▶ The task:
What the task needs is the data below, written out verbatim.

(Collected data)
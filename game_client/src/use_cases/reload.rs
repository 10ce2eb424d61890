// Reload indicators: one per player at most, each a small state machine ticked by the
// runtime's reload timer rather than by its own callback.

use crate::domain::{EntityId, EntityRegistry, RenderCommand};
use crate::use_cases::context::RenderQueue;
use std::collections::BTreeMap;
use std::time::Duration;
use tracing::debug;

#[derive(Debug, Clone, Copy, PartialEq)]
pub enum ReloadStatus {
    Running { fill: f32 },
    Completed,
    Invalidated,
}

#[derive(Debug, Clone, PartialEq)]
pub struct ReloadIndicator {
    owner: EntityId,
    anchor_x: f32,
    elapsed: Duration,
    duration: Duration,
    // Owner's generation counter when the indicator was created.
    generation: u64,
}

impl ReloadIndicator {
    pub fn new(owner: EntityId, anchor_x: f32, duration: Duration, generation: u64) -> Self {
        Self {
            owner,
            anchor_x,
            elapsed: Duration::ZERO,
            duration,
            generation,
        }
    }

    pub fn owner(&self) -> &EntityId {
        &self.owner
    }

    pub fn elapsed(&self) -> Duration {
        self.elapsed
    }

    pub fn duration(&self) -> Duration {
        self.duration
    }

    /// Advances by `quantum`. `live_generation` is the owner's current counter, `None` when
    /// the owner is gone; any mismatch with the snapshot invalidates the indicator.
    pub fn tick(&mut self, quantum: Duration, live_generation: Option<u64>) -> ReloadStatus {
        if live_generation != Some(self.generation) {
            return ReloadStatus::Invalidated;
        }
        if self.elapsed >= self.duration {
            return ReloadStatus::Completed;
        }

        let fill = self.elapsed.as_secs_f32() / self.duration.as_secs_f32();
        self.elapsed += quantum;
        ReloadStatus::Running { fill }
    }
}

#[derive(Debug)]
pub struct ReloadIndicators {
    live: BTreeMap<EntityId, ReloadIndicator>,
    quantum: Duration,
}

impl ReloadIndicators {
    pub fn new(quantum: Duration) -> Self {
        Self {
            live: BTreeMap::new(),
            quantum,
        }
    }

    /// Starts an indicator, invalidating any indicator its owner already has.
    pub fn spawn(&mut self, indicator: ReloadIndicator, render: &mut RenderQueue) {
        let owner = indicator.owner.clone();
        let anchor_x = indicator.anchor_x;
        if let Some(stale) = self.live.insert(owner.clone(), indicator) {
            debug!(owner = %stale.owner, "reload indicator superseded");
            render.push(RenderCommand::RemoveReloadBar {
                owner: owner.clone(),
            });
        }
        render.push(RenderCommand::ShowReloadBar { owner, x: anchor_x });
    }

    /// One reload tick for every live indicator; finished or stale ones are removed.
    /// Returns how many remain live.
    pub fn tick(&mut self, registry: &EntityRegistry, render: &mut RenderQueue) -> usize {
        let quantum = self.quantum;
        self.live.retain(|owner, indicator| {
            match indicator.tick(quantum, registry.generation(owner)) {
                ReloadStatus::Running { fill } => {
                    render.push(RenderCommand::ReloadBarFill {
                        owner: owner.clone(),
                        fill,
                    });
                    true
                }
                status => {
                    debug!(owner = %owner, ?status, "reload indicator finished");
                    render.push(RenderCommand::RemoveReloadBar {
                        owner: owner.clone(),
                    });
                    false
                }
            }
        });
        self.live.len()
    }

    /// Drops the owner's indicator and its visuals, if any.
    pub fn cancel(&mut self, owner: &EntityId, render: &mut RenderQueue) -> bool {
        if self.live.remove(owner).is_none() {
            return false;
        }
        render.push(RenderCommand::RemoveReloadBar {
            owner: owner.clone(),
        });
        true
    }

    pub fn get(&self, owner: &EntityId) -> Option<&ReloadIndicator> {
        self.live.get(owner)
    }

    pub fn len(&self) -> usize {
        self.live.len()
    }

    pub fn is_empty(&self) -> bool {
        self.live.is_empty()
    }

    pub fn clear(&mut self) {
        self.live.clear();
    }
}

▶ Exercise result:
filename game_client/src/use_cases/reload.rs
repository 10ce2eb424d61890
// Reload indicators: one per player at most, each a small state machine ticked by the
// runtime's reload timer rather than by its own callback.

use crate::domain::{EntityId, EntityRegistry, RenderCommand};
use crate::use_cases::context::RenderQueue;
use std::collections::BTreeMap;
use std::time::Duration;
use tracing::debug;

#[derive(Debug, Clone, Copy, PartialEq)]
pub enum ReloadStatus {
    Running { fill: f32 },
    Completed,
    Invalidated,
}

#[derive(Debug, Clone, PartialEq)]
pub struct ReloadIndicator {
    owner: EntityId,
    anchor_x: f32,
    elapsed: Duration,
    duration: Duration,
    // Owner's generation counter when the indicator was created.
    generation: u64,
}

impl ReloadIndicator {
    pub fn new(owner: EntityId, anchor_x: f32, duration: Duration, generation: u64) -> Self {
        Self {
            owner,
            anchor_x,
            elapsed: Duration::ZERO,
            duration,
            generation,
        }
    }

    pub fn owner(&self) -> &EntityId {
        &self.owner
    }

    pub fn elapsed(&self) -> Duration {
        self.elapsed
    }

    pub fn duration(&self) -> Duration {
        self.duration
    }

    /// Advances by `quantum`. `live_generation` is the owner's current counter, `None` when
    /// the owner is gone; any mismatch with the snapshot invalidates the indicator.
    pub fn tick(&mut self, quantum: Duration, live_generation: Option<u64>) -> ReloadStatus {
        if live_generation != Some(self.generation) {
            return ReloadStatus::Invalidated;
        }
        if self.elapsed >= self.duration {
            return ReloadStatus::Completed;
        }

        let fill = self.elapsed.as_secs_f32() / self.duration.as_secs_f32();
        self.elapsed += quantum;
        ReloadStatus::Running { fill }
    }
}

#[derive(Debug)]
pub struct ReloadIndicators {
    live: BTreeMap<EntityId, ReloadIndicator>,
    quantum: Duration,
}

impl ReloadIndicators {
    pub fn new(quantum: Duration) -> Self {
        Self {
            live: BTreeMap::new(),
            quantum,
        }
    }

    /// Starts an indicator, invalidating any indicator its owner already has.
    pub fn spawn(&mut self, indicator: ReloadIndicator, render: &mut RenderQueue) {
        let owner = indicator.owner.clone();
        let anchor_x = indicator.anchor_x;
        if let Some(stale) = self.live.insert(owner.clone(), indicator) {
            debug!(owner = %stale.owner, "reload indicator superseded");
            render.push(RenderCommand::RemoveReloadBar {
                owner: owner.clone(),
            });
        }
        render.push(RenderCommand::ShowReloadBar { owner, x: anchor_x });
    }

    /// One reload tick for every live indicator; finished or stale ones are removed.
    /// Returns how many remain live.
    pub fn tick(&mut self, registry: &EntityRegistry, render: &mut RenderQueue) -> usize {
        let quantum = self.quantum;
        self.live.retain(|owner, indicator| {
            match indicator.tick(quantum, registry.generation(owner)) {
                ReloadStatus::Running { fill } => {
                    render.push(RenderCommand::ReloadBarFill {
                        owner: owner.clone(),
                        fill,
                    });
                    true
                }
                status => {
                    debug!(owner = %owner, ?status, "reload indicator finished");
                    render.push(RenderCommand::RemoveReloadBar {
                        owner: owner.clone(),
                    });
                    false
                }
            }
        });
        self.live.len()
    }

    /// Drops the owner's indicator and its visuals, if any.
    pub fn cancel(&mut self, owner: &EntityId, render: &mut RenderQueue) -> bool {
        if self.live.remove(owner).is_none() {
            return false;
        }
        render.push(RenderCommand::RemoveReloadBar {
            owner: owner.clone(),
        });
        true
    }

    pub fn get(&self, owner: &EntityId) -> Option<&ReloadIndicator> {
        self.live.get(owner)
    }

    pub fn len(&self) -> usize {
        self.live.len()
    }

    pub fn is_empty(&self) -> bool {
        self.live.is_empty()
    }

    pub fn clear(&mut self) {
        self.live.clear();
    }
}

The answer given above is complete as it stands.